External Panel Urges Harvard to Implement Internal Policies, Improve Tracking for Anatomical Gift Program


An external panel released recommendations for changes to Harvard Medical School’s Anatomical Gift Program Thursday morning, nearly six months after its morgue manager was accused of stealing organs and other parts of cadavers donated for medical research.

The panel’s 24-page report, completed Nov. 22, did not include factual findings about the thefts themselves, instead issuing recommendations for updating AGP’s operations, hiring processes, staffing structures, and cadaver tracking systems. The panel also advised AGP to develop standardized, centralized policies and procedures for the morgue and update existing ones.

In June, former HMS morgue manager Cedric Lodge was indicted on counts of conspiracy and aiding and abetting the interstate transportation of stolen goods. Lodge pleaded not guilty in June. Class action lawsuits from family members of cadaver donors against the University soon followed, as did further prosecution of the alleged human remains trafficking network that sent parts of the cadavers across the country.

In an email to HMS and School of Dental Medicine affiliates, University Provost Alan M. Garber ’76 and HMS Dean George Q. Daley ’82 said that HMS Dean for Medical Education Bernard S. Chang ’93 will chair a task force dedicated to reviewing and creating an implementation plan for the recommendations made by the panel.


“We take our responsibility for oversight of the Anatomical Gift Program seriously,” the administrators wrote. “We owe it to our community, and especially to our anatomical donors and their loved ones, to ensure that Harvard is worthy of those who, through selfless generosity, have chosen and will in the future choose to advance medical education and research.”

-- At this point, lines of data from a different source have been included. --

//! Chart data model parsed from KSH file.

pub mod block;
pub mod metadata;
pub mod tick;

use super::{cursor::TickCursor, time::KshTime};

use self::{block::Block, metadata::Metadata, tick::Tick};

/// A chart data aggregate of KSH format.
///
/// Block indices match the positions in [`Chart::blocks`], and tick indices match the positions in [`Block::ticks`]. The chart is built only by the parser, and read-only after that.
#[derive(Debug, Default, Clone, PartialEq, Eq)]
#[cfg_attr(feature = "serde", derive(serde::Serialize, serde::Deserialize))]
pub struct Chart {
    pub(crate) metadata: Metadata,
    pub(crate) blocks: Vec<Block>,
}

impl Chart {
    /// Returns the header of the chart.
    #[must_use]
    pub const fn metadata(&self) -> &Metadata {
        &self.metadata
    }

    /// Returns the sealed blocks in order.
    #[must_use]
    pub fn blocks(&self) -> &[Block] {
        &self.blocks
    }

    /// Returns the number of the blocks.
    #[must_use]
    pub fn block_count(&self) -> usize {
        self.blocks.len()
    }

    /// Returns the number of the ticks in all blocks.
    #[must_use]
    pub fn total_tick_count(&self) -> usize {
        self.blocks.iter().map(Block::tick_count).sum()
    }

    /// Returns the block addressed by `time`, ignoring its tick index.
    #[must_use]
    pub fn block(&self, time: KshTime) -> Option<&Block> {
        if !time.is_valid() {
            return None;
        }
        self.blocks.get(time.block)
    }

    /// Returns the tick addressed by `time`.
    #[must_use]
    pub fn tick(&self, time: KshTime) -> Option<&Tick> {
        self.block(time)?.tick(time.tick)
    }

    /// Returns a cursor from the first tick of the chart.
    #[must_use]
    pub fn ticks(&self) -> TickCursor<'_> {
        TickCursor::new(self, KshTime::START)
    }
}
//! Prints the metadata and the block resolutions of a KSH file.
//!
//! ```sh
//! RUST_LOG=debug cargo run --example ksh_info -- path/to/chart.ksh
//! ```

use std::path::PathBuf;

use clap::Parser;
use ksh_rs::{
    diagnostics::emit_ksh_error,
    ksh::{KshError, UTF8_BOM, default_config, parse_ksh_bytes},
};
use tracing_subscriber::EnvFilter;

#[derive(Parser)]
#[command(about = "Prints the metadata and the block resolutions of a KSH file")]
struct Args {
    /// The path to the KSH file.
    path: PathBuf,
    /// Reads only the header section.
    #[arg(long)]
    metadata_only: bool,
}

fn main() {
    tracing_subscriber::fmt()
        .with_env_filter(EnvFilter::from_default_env())
        .init();

    let args = Args::parse();
    let bytes = match std::fs::read(&args.path) {
        Ok(bytes) => bytes,
        Err(err) => {
            eprintln!("failed to read {}: {err}", args.path.display());
            std::process::exit(1);
        }
    };

    let config = default_config().metadata_only(args.metadata_only);
    let chart = match parse_ksh_bytes(&bytes, config) {
        Ok(chart) => chart,
        Err(KshError::Parse(err)) => {
            // The error positions are relative to the text after the byte order mark.
            let body = bytes.strip_prefix(&UTF8_BOM).unwrap_or(&bytes);
            let source = String::from_utf8_lossy(body);
            if emit_ksh_error(&args.path.display().to_string(), &source, &err).is_err() {
                eprintln!("{err}");
            }
            std::process::exit(1);
        }
        Err(err) => {
            eprintln!("{err}");
            std::process::exit(1);
        }
    };

    let mut pairs: Vec<_> = chart.metadata().iter().collect();
    pairs.sort_unstable();
    for (key, value) in pairs {
        println!("{key}={value}");
    }
    println!();
    println!("blocks: {}", chart.block_count());
    println!("ticks: {}", chart.total_tick_count());
    for (index, block) in chart.blocks().iter().enumerate() {
        println!("  #{index:03}: {} ticks", block.tick_count());
    }
}
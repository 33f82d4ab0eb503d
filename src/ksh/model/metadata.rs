//! Key-value store of the header, and of the settings inside the body.

use std::{collections::HashMap, str::FromStr};

/// The `key=value` pairs read from the header section.
///
/// Keys are case-sensitive, and the value of a repeated key is the last one written. Values are kept as written, so parsing them into numbers and such is up to the consumer (see [`Metadata::get_parsed`]).
#[derive(Debug, Default, Clone, PartialEq, Eq)]
#[cfg_attr(feature = "serde", derive(serde::Serialize, serde::Deserialize))]
#[cfg_attr(feature = "serde", serde(transparent))]
pub struct Metadata(HashMap<String, String>);

/// The `key=value` pairs met in the body, attached to a tick or a block.
pub type Settings = Metadata;

impl Metadata {
    /// Inserts the pair, overwriting the old value of the key.
    pub(crate) fn upsert(&mut self, key: impl Into<String>, value: impl Into<String>) {
        self.0.insert(key.into(), value.into());
    }

    /// Returns the value of the key.
    #[must_use]
    pub fn get(&self, key: &str) -> Option<&str> {
        self.0.get(key).map(String::as_str)
    }

    /// Returns the value of the key parsed as `T`, or `None` if missing.
    ///
    /// # Errors
    ///
    /// Returns the error of [`FromStr`] if the value exists but is not a `T`.
    ///
    /// ```
    /// use ksh_rs::ksh::{default_config, parse_ksh};
    ///
    /// let chart = parse_ksh("level=17\r\n--\r\n", default_config()).unwrap();
    /// assert_eq!(chart.metadata().get_parsed::<u8>("level"), Some(Ok(17)));
    /// assert_eq!(chart.metadata().get_parsed::<u8>("difficulty"), None);
    /// ```
    pub fn get_parsed<T: FromStr>(&self, key: &str) -> Option<Result<T, T::Err>> {
        self.get(key).map(str::parse)
    }

    /// Returns whether the key exists.
    #[must_use]
    pub fn contains_key(&self, key: &str) -> bool {
        self.0.contains_key(key)
    }

    /// Returns the number of the keys.
    #[must_use]
    pub fn len(&self) -> usize {
        self.0.len()
    }

    /// Returns whether there is no key.
    #[must_use]
    pub fn is_empty(&self) -> bool {
        self.0.is_empty()
    }

    /// Iterates the pairs in arbitrary order.
    pub fn iter(&self) -> impl Iterator<Item = (&str, &str)> {
        self.0.iter().map(|(k, v)| (k.as_str(), v.as_str()))
    }

    pub(crate) fn clear(&mut self) {
        self.0.clear();
    }
}

impl<K: Into<String>, V: Into<String>> FromIterator<(K, V)> for Metadata {
    fn from_iter<I: IntoIterator<Item = (K, V)>>(iter: I) -> Self {
        let mut metadata = Self::default();
        for (key, value) in iter {
            metadata.upsert(key, value);
        }
        metadata
    }
}
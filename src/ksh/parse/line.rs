use std::ops::Range;

/// A line of the source with its position.
#[derive(Debug, Clone, Copy, PartialEq, Eq)]
pub(crate) struct Line<'a> {
    /// The line number, starts with 1.
    pub number: usize,
    /// The index span of the content in the source, excluding the line ending.
    pub range: (usize, usize),
    /// The content without the line ending.
    pub text: &'a str,
}

impl Line<'_> {
    pub const fn range(&self) -> Range<usize> {
        self.range.0..self.range.1
    }
}

/// Iterates the lines of the source, ended by CRLF (`\r\n`) or a bare LF.
///
/// A line ending at the end of the source does not make an empty line after it.
#[derive(Debug, Clone)]
pub(crate) struct LineReader<'a> {
    /// The line number of the next line, starts with 1.
    line: usize,
    /// The index position.
    index: usize,
    /// The source str.
    source: &'a str,
}

impl<'a> LineReader<'a> {
    /// Reads `source` from the index `start`, which must be on a char boundary.
    pub const fn new(source: &'a str, start: usize) -> Self {
        Self {
            line: 1,
            index: start,
            source,
        }
    }

    /// Determine the end of the current line and handle CRLF (\r\n) correctly.
    ///
    /// Returns a tuple `(consumed, line_end_index)` where `consumed` is the byte count to skip including the line feed, and `line_end_index` is the absolute byte index where the line content ends (exclusive).
    fn current_line_bounds(&self) -> (usize, usize) {
        let rest = &self.source[self.index..];
        let (content_len, consumed) = rest.find('\n').map_or((rest.len(), rest.len()), |lf| (lf, lf + 1));
        let content = &rest[..content_len];
        let content_len = content.strip_suffix('\r').map_or(content_len, str::len);
        (consumed, self.index + content_len)
    }
}

impl<'a> Iterator for LineReader<'a> {
    type Item = Line<'a>;

    fn next(&mut self) -> Option<Self::Item> {
        if self.index >= self.source.len() {
            return None;
        }
        let (consumed, line_end) = self.current_line_bounds();
        let line = Line {
            number: self.line,
            range: (self.index, line_end),
            text: &self.source[self.index..line_end],
        };
        self.line += 1;
        self.index += consumed;
        Some(line)
    }
}
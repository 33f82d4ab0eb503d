//! Walking the ticks of a chart in order.

use super::{
    model::{Chart, block::Block, tick::Tick},
    time::KshTime,
};

/// A forward-only cursor over the ticks of a [`Chart`].
///
/// The cursor holds the chart by reference and an address by value, and looks up the block again on every step. It moves across the block boundaries, and becomes invalid after the last tick. An invalid cursor stays invalid, so create a new cursor to walk the chart again.
///
/// Blocks without any tick have no address to stop at, so the cursor passes over them.
///
/// ```
/// use ksh_rs::ksh::{default_config, parse_ksh, time::KshTime};
///
/// let chart = parse_ksh("--\r\n1000|00|--\r\n--\r\n0100|00|--\r\n0010|00|--\r\n--\r\n", default_config()).unwrap();
/// let mut cursor = chart.ticks();
/// let mut buttons = vec![];
/// while cursor.is_valid() {
///     buttons.push(cursor.tick().buttons.clone());
///     cursor.advance();
/// }
/// assert_eq!(buttons, ["1000", "0100", "0010"]);
/// ```
#[derive(Debug, Clone)]
pub struct TickCursor<'a> {
    chart: &'a Chart,
    time: KshTime,
}

impl<'a> TickCursor<'a> {
    /// Creates a cursor at `start`.
    ///
    /// If `start` is the first tick of an empty block, the cursor starts at the next tick after it. If `start` addresses no tick otherwise, the cursor is invalid.
    #[must_use]
    pub fn new(chart: &'a Chart, start: KshTime) -> Self {
        let mut cursor = Self { chart, time: start };
        if start.tick == 0 {
            cursor.skip_empty_blocks();
        }
        cursor
    }

    /// Returns whether the cursor is on a tick.
    #[must_use]
    pub fn is_valid(&self) -> bool {
        self.chart.tick(self.time).is_some()
    }

    /// Returns the address of the cursor.
    #[must_use]
    pub const fn time(&self) -> KshTime {
        self.time
    }

    /// Returns the tick on the cursor, or `None` if the cursor is invalid.
    #[must_use]
    pub fn get(&self) -> Option<&'a Tick> {
        self.chart.tick(self.time)
    }

    /// Returns the tick on the cursor.
    ///
    /// # Panics
    ///
    /// Panics if the cursor is invalid. Check [`TickCursor::is_valid`] before.
    #[must_use]
    pub fn tick(&self) -> &'a Tick {
        match self.get() {
            Some(tick) => tick,
            None => panic!("dereferenced an invalid tick cursor at {}", self.time),
        }
    }

    /// Returns the block containing the cursor, or `None` if the cursor is invalid.
    #[must_use]
    pub fn block(&self) -> Option<&'a Block> {
        self.is_valid().then(|| self.chart.block(self.time)).flatten()
    }

    /// Moves the cursor to the next tick, which may be in the next block.
    ///
    /// It does nothing if the cursor is invalid.
    pub fn advance(&mut self) {
        let Some(block) = self.block() else {
            return;
        };
        self.time.tick += 1;
        if self.time.tick >= block.tick_count() {
            self.time.tick = 0;
            self.time.block += 1;
            self.skip_empty_blocks();
        }
    }

    fn skip_empty_blocks(&mut self) {
        while self.chart.block(self.time).is_some_and(Block::is_empty) {
            self.time.block += 1;
        }
    }
}

impl<'a> Iterator for TickCursor<'a> {
    type Item = (KshTime, &'a Tick);

    fn next(&mut self) -> Option<Self::Item> {
        let item = (self.time, self.get()?);
        self.advance();
        Some(item)
    }
}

The panel, whose report was initially scheduled to release at the end of the summer, consisted of three members from outside the University — Sally S. Aiken, the retired chief medical examiner of Spokane County; Robert J. McKeon, the director of Emory University School of Medicine’s body donor program; and Brandi Schmitt, the director of anatomical services at the University of California.

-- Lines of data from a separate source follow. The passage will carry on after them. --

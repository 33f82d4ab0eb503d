#![cfg(feature = "serde")]

use ksh_rs::ksh::prelude::*;
use pretty_assertions::assert_eq;

#[test]
fn chart_through_json() {
    const SRC: &str = "title=Json\r\n--\r\nbeat=3/4\r\n1000|01|0o@<180\r\n--\r\n";

    let chart = parse_ksh(SRC, default_config()).unwrap();
    let json = serde_json::to_value(&chart).unwrap();
    assert_eq!(json["metadata"]["title"], "Json");
    assert_eq!(json["blocks"][0]["ticks"][0]["extra"], "@<180");
    assert_eq!(json["blocks"][0]["ticks"][0]["settings"]["beat"], "3/4");

    let back: Chart = serde_json::from_value(json).unwrap();
    assert_eq!(back, chart);
}
//! The parser module of KSH(.ksh) file.
//!
//! This module consists of two phases: the header phase and the body phase.
//!
//! `parse` module provides the line-by-line reader which builds a [`model::Chart`] from the source text. The header phase collects `key=value` lines into [`model::Metadata`], and the body phase collects note lines into [`model::Tick`]s grouped by [`model::Block`]s.
//!
//! `time` module provides the address of a tick as [`time::KshTime`], `cursor` walks the ticks in order, and `mapper` converts addresses and laser characters into scalar positions.
//!
//! In detail, our policies are:
//!
//! - Support only UTF-8, with or without the byte order mark.
//! - Do not support editing KSH source text, or writing it back.
//! - Do not interpret musical timing (BPM, seconds). Blocks and ticks are the only time unit.
//! - Stop at the first malformed line. There is no recovery and no partially parsed chart.

pub mod cursor;
pub mod mapper;
pub mod mixin;
pub mod model;
pub mod parse;
pub mod prelude;
pub mod time;

use std::io::Read;

use thiserror::Error;

use self::{
    model::Chart,
    parse::{ParseErrorWithRange, parse_source},
};

/// The byte order mark of UTF-8, which may lead the source.
pub const UTF8_BOM: [u8; 3] = [0xEF, 0xBB, 0xBF];

/// The line which closes the header and delimits the blocks.
pub const SEPARATOR: &str = "--";

/// Options of parsing KSH.
#[derive(Debug, Clone, Copy, Default, PartialEq, Eq, Hash)]
#[must_use]
pub struct ParseConfig {
    metadata_only: bool,
}

impl ParseConfig {
    /// Sets whether parsing stops after the header section.
    ///
    /// When enabled, the parsed [`Chart`] has the metadata and no blocks. It is useful for a song selection which needs only the title, artist and so on.
    pub const fn metadata_only(mut self, metadata_only: bool) -> Self {
        self.metadata_only = metadata_only;
        self
    }

    /// Returns whether parsing stops after the header section.
    #[must_use]
    pub const fn is_metadata_only(&self) -> bool {
        self.metadata_only
    }
}

/// Returns the default config, which parses the whole chart.
pub fn default_config() -> ParseConfig {
    ParseConfig::default()
}

/// An error occurred when reading a KSH file.
#[non_exhaustive]
#[derive(Debug, Error)]
pub enum KshError {
    /// Failed to read the input stream.
    #[error("io: {0}")]
    Io(#[from] std::io::Error),
    /// The input was not UTF-8 text.
    #[error("encoding: {0}")]
    Encoding(#[from] std::str::Utf8Error),
    /// The text was not a valid KSH chart.
    #[error("parse: {0}")]
    Parse(#[from] ParseErrorWithRange),
}

/// Parses a KSH chart from source text.
///
/// A leading byte order mark (`U+FEFF`) is skipped.
///
/// # Errors
///
/// Returns the first malformed line as [`ParseErrorWithRange`]. The position of the error is relative to `source`.
///
/// # Example
///
/// ```
/// use ksh_rs::ksh::{default_config, parse_ksh, parse::ParseError};
///
/// let err = parse_ksh("title=Bad\r\n--\r\n111|00|--\r\n--\r\n", default_config()).unwrap_err();
/// assert!(matches!(err.content(), ParseError::InvalidButtons { line: 3, .. }));
/// ```
pub fn parse_ksh(source: &str, config: ParseConfig) -> Result<Chart, ParseErrorWithRange> {
    let bom_len = if source.starts_with('\u{feff}') {
        '\u{feff}'.len_utf8()
    } else {
        0
    };
    parse_source(source, bom_len, config)
}

/// Parses a KSH chart from raw bytes.
///
/// The UTF-8 byte order mark is consumed if the first 3 bytes match it, otherwise the bytes are read from the beginning.
///
/// # Errors
///
/// Returns [`KshError::Encoding`] if the bytes are not UTF-8, or [`KshError::Parse`] on the first malformed line.
pub fn parse_ksh_bytes(bytes: &[u8], config: ParseConfig) -> Result<Chart, KshError> {
    let body = bytes.strip_prefix(&UTF8_BOM).unwrap_or(bytes);
    let source = std::str::from_utf8(body)?;
    Ok(parse_source(source, 0, config)?)
}

/// Reads the whole stream and parses it as a KSH chart.
///
/// # Errors
///
/// Returns [`KshError::Io`] if reading failed, otherwise the same errors as [`parse_ksh_bytes`].
pub fn parse_ksh_reader(mut reader: impl Read, config: ParseConfig) -> Result<Chart, KshError> {
    let mut bytes = vec![];
    reader.read_to_end(&mut bytes)?;
    parse_ksh_bytes(&bytes, config)
}

#[cfg(test)]
mod tests {
    use pretty_assertions::assert_eq;

    use super::*;

    const SRC: &str = "title=Hoge\r\nartist=Foo\r\n--\r\n1000|00|0o\r\n--\r\n";

    #[test]
    fn bom_is_skipped() {
        let mut with_bom = UTF8_BOM.to_vec();
        with_bom.extend_from_slice(SRC.as_bytes());

        let plain = parse_ksh_bytes(SRC.as_bytes(), default_config()).unwrap();
        let bom = parse_ksh_bytes(&with_bom, default_config()).unwrap();
        assert_eq!(plain, bom);

        let bom_str = format!("\u{feff}{SRC}");
        assert_eq!(parse_ksh(&bom_str, default_config()).unwrap(), plain);
    }

    #[test]
    fn partial_bom_is_kept() {
        // Only the first two bytes of the mark, so nothing is consumed and the text is not UTF-8.
        let bytes = [0xEF, 0xBB, b't', b'=', b'1'];
        let err = parse_ksh_bytes(&bytes, default_config()).unwrap_err();
        assert!(matches!(err, KshError::Encoding(_)));
    }

    #[test]
    fn reader_entry_point() {
        let chart = parse_ksh_reader(SRC.as_bytes(), default_config()).unwrap();
        assert_eq!(chart.metadata().get("artist"), Some("Foo"));
        assert_eq!(chart.block_count(), 1);
    }

    struct BrokenReader;

    impl Read for BrokenReader {
        fn read(&mut self, _buf: &mut [u8]) -> std::io::Result<usize> {
            Err(std::io::Error::other("disk unplugged"))
        }
    }

    #[test]
    fn reader_error_is_io() {
        let err = parse_ksh_reader(BrokenReader, default_config()).unwrap_err();
        assert!(matches!(err, KshError::Io(_)));
        assert!(err.to_string().contains("disk unplugged"));
    }

    #[test]
    fn parse_error_is_wrapped() {
        let err = parse_ksh_bytes(b"title\r\n--\r\n", default_config()).unwrap_err();
        assert!(matches!(err, KshError::Parse(_)));
        assert_eq!(err.to_string(), "parse: expected `key=value` in the header at line 1 at indices [0, 5)");
    }

    #[test]
    fn config_builder() {
        assert!(!default_config().is_metadata_only());
        assert!(default_config().metadata_only(true).is_metadata_only());
    }
}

According to the report, the panel conducted multiple interviews, reviewed AGP documents, and visited the facilities this summer.

Harvard does not have policy specific to the AGP, per the report, nor to the use of human specimens for education and research. In addition to recommending that the University write and implement such a policy, the panel advises AGP to regularly update its Standard Operating Procedure Manual to include information on required documentation of donor specimens, specimen tracking standards, maintenance of inventories, and training requirements. The SOPM has not been updated since 2014.

The panel recommended that the AGP regularly review its donation consent form, which was updated in 2022 for the first time since 2003. Specifically, the report advises the AGP to explain the possible uses of data and images of donated bodies, as well as the storage of that information.

The AGP receives donations from people who register their bodies for medical research by HMS prior to their deaths. Currently, the three-person AGP staff determines a donated body’s suitability for use, but they are not trained in clinical medicine and have limited training for the task of evaluating a donated body. To lighten the staff’s workload, the panel recommends appointing a medical director to advise on donor eligibility and suitability for the AGP, as well as an anatomy laboratory technician to maintain the laboratory.

The panel also recommended changes to the AGP’s system of oversight, including the creation of a small operational committee and governing board. The committee would supervise the morgue and laboratories daily, while the governing board would meet annually to ensure long-term oversight.

Other suggestions included creating a consistent protocol for tracking and identifying cadavers throughout their educational use, perhaps through the establishment of a workstation near teaching laboratories dedicated to tracking the location changes of donor bodies and donor specimens at all times.

The report also noted that the AGP possesses a “legacy collection of skeletons and bones,” in part acquired through “unknown provenance.” Though the panel did not investigate this collection directly, it urged the Medical School to investigate the collection for any remains of Indigenous people in accordance with federal repatriation laws.

Such collections are not unusual and can be found at other medical schools throughout the U.S., the report added, often containing remains acquired through unethical practices.

“Most were purchased as medical teaching specimens in a manner that was legal at the time but may not have been ethical,” the report reads. “The panel recommends that the skeletons and bones be assessed by experts and that any regulatory requirements like those found in the Native American Graves Protection and Repatriation Act be applied, as needed.”

Harvard has been embroiled in controversy surrounding its possession of the remains of Indigenous people, though most of the attention has gone to the University’s museums, which were found to contain the remains of more than 7,000 Indigenous people in 2022. The University has since pledged to repatriate these remains, a process that remains ongoing.

The panel recommended that Harvard establish “respectful” procedures for all human skeletal remains held in its care, from storage to disposition, given that such regulations do not currently exist. The report also suggested the program could “explore opportunities to teach about consent and past transgressions related to how human remains have historically been obtained for research and education.”

In their email, Garber and Daley wrote that the report will help “ensure that the program adheres to the highest standards and best practices.”

“An anatomical donation is among the most altruistic acts and deserves our attention and profound respect,” they wrote.